What to do: Your answer should consist of the lines in the data below that contain "impl".

/---

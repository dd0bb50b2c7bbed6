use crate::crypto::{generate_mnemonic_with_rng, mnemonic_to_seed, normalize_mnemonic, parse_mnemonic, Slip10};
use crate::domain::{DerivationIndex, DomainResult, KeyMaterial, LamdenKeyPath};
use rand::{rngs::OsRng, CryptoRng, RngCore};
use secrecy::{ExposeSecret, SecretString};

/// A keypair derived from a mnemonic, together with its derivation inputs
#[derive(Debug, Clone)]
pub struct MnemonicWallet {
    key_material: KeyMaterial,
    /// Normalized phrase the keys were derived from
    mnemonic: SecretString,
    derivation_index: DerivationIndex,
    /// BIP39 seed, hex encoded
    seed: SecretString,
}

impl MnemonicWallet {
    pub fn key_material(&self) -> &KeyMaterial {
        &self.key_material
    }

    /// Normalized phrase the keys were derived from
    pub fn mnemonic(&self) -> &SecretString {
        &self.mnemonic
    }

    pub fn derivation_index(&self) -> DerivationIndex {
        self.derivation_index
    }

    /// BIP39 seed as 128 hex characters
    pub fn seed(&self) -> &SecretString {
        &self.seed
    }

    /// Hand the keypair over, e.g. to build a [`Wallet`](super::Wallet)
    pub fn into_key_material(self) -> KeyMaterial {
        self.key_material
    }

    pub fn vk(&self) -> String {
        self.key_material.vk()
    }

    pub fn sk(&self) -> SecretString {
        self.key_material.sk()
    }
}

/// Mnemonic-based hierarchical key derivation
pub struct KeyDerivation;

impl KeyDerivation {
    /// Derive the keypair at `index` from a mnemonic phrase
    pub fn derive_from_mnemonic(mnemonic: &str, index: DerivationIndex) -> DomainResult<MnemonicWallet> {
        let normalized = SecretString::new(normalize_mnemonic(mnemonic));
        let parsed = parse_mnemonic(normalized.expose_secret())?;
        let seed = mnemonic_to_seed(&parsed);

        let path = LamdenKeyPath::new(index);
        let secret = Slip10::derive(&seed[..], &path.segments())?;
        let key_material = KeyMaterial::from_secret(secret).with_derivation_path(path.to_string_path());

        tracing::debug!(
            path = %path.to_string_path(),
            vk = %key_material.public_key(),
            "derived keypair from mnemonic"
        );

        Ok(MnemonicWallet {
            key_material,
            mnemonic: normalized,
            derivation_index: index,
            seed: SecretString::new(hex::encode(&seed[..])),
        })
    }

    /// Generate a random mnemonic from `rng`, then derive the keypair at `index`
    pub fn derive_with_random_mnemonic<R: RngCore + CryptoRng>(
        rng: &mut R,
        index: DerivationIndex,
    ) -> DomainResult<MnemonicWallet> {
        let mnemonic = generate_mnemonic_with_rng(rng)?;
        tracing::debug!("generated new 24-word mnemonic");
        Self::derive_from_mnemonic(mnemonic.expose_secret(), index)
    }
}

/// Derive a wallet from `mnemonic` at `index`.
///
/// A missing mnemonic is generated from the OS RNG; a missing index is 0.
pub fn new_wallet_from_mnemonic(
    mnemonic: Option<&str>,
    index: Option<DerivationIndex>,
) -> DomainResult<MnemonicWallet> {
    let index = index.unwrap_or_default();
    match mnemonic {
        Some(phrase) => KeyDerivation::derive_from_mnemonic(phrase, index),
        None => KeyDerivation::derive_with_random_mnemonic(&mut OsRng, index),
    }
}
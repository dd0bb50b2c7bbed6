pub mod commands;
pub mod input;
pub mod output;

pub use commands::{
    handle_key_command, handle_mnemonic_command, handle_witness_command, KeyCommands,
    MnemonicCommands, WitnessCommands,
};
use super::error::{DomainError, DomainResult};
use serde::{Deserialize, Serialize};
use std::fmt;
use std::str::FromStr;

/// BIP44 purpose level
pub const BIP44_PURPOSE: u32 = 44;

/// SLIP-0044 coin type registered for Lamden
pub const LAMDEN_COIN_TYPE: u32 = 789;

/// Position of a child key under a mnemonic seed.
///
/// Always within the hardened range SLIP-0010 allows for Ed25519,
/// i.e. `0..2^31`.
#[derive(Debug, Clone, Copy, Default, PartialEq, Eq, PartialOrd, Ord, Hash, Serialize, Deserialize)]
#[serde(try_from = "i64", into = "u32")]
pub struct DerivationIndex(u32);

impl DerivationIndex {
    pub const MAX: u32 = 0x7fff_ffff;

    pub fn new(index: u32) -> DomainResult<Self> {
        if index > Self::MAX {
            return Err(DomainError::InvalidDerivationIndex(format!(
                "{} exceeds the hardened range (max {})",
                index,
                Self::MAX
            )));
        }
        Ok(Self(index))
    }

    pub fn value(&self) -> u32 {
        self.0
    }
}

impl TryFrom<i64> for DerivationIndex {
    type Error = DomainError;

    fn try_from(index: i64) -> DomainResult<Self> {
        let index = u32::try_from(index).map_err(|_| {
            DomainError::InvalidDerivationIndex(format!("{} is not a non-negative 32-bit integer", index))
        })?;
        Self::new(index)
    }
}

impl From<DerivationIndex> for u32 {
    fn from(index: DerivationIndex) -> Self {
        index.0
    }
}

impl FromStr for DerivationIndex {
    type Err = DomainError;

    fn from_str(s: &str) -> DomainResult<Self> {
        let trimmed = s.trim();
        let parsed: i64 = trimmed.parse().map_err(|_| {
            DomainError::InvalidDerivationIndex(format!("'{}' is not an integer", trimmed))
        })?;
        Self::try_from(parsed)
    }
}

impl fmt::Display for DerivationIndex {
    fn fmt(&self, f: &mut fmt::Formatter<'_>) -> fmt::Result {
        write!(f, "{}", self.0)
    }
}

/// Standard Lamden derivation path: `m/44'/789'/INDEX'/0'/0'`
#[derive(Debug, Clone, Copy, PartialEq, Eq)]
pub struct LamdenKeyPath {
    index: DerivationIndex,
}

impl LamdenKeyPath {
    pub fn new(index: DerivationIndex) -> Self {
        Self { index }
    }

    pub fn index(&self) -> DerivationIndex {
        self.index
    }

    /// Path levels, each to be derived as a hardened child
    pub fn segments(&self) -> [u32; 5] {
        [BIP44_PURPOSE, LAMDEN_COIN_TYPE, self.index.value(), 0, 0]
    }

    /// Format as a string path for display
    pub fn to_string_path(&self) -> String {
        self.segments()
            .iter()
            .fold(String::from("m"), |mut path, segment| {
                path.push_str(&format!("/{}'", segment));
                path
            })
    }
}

\---

Task output:
impl MnemonicWallet {
impl KeyDerivation {
impl DerivationIndex {
impl TryFrom<i64> for DerivationIndex {
impl From<DerivationIndex> for u32 {
impl FromStr for DerivationIndex {
impl fmt::Display for DerivationIndex {
impl LamdenKeyPath {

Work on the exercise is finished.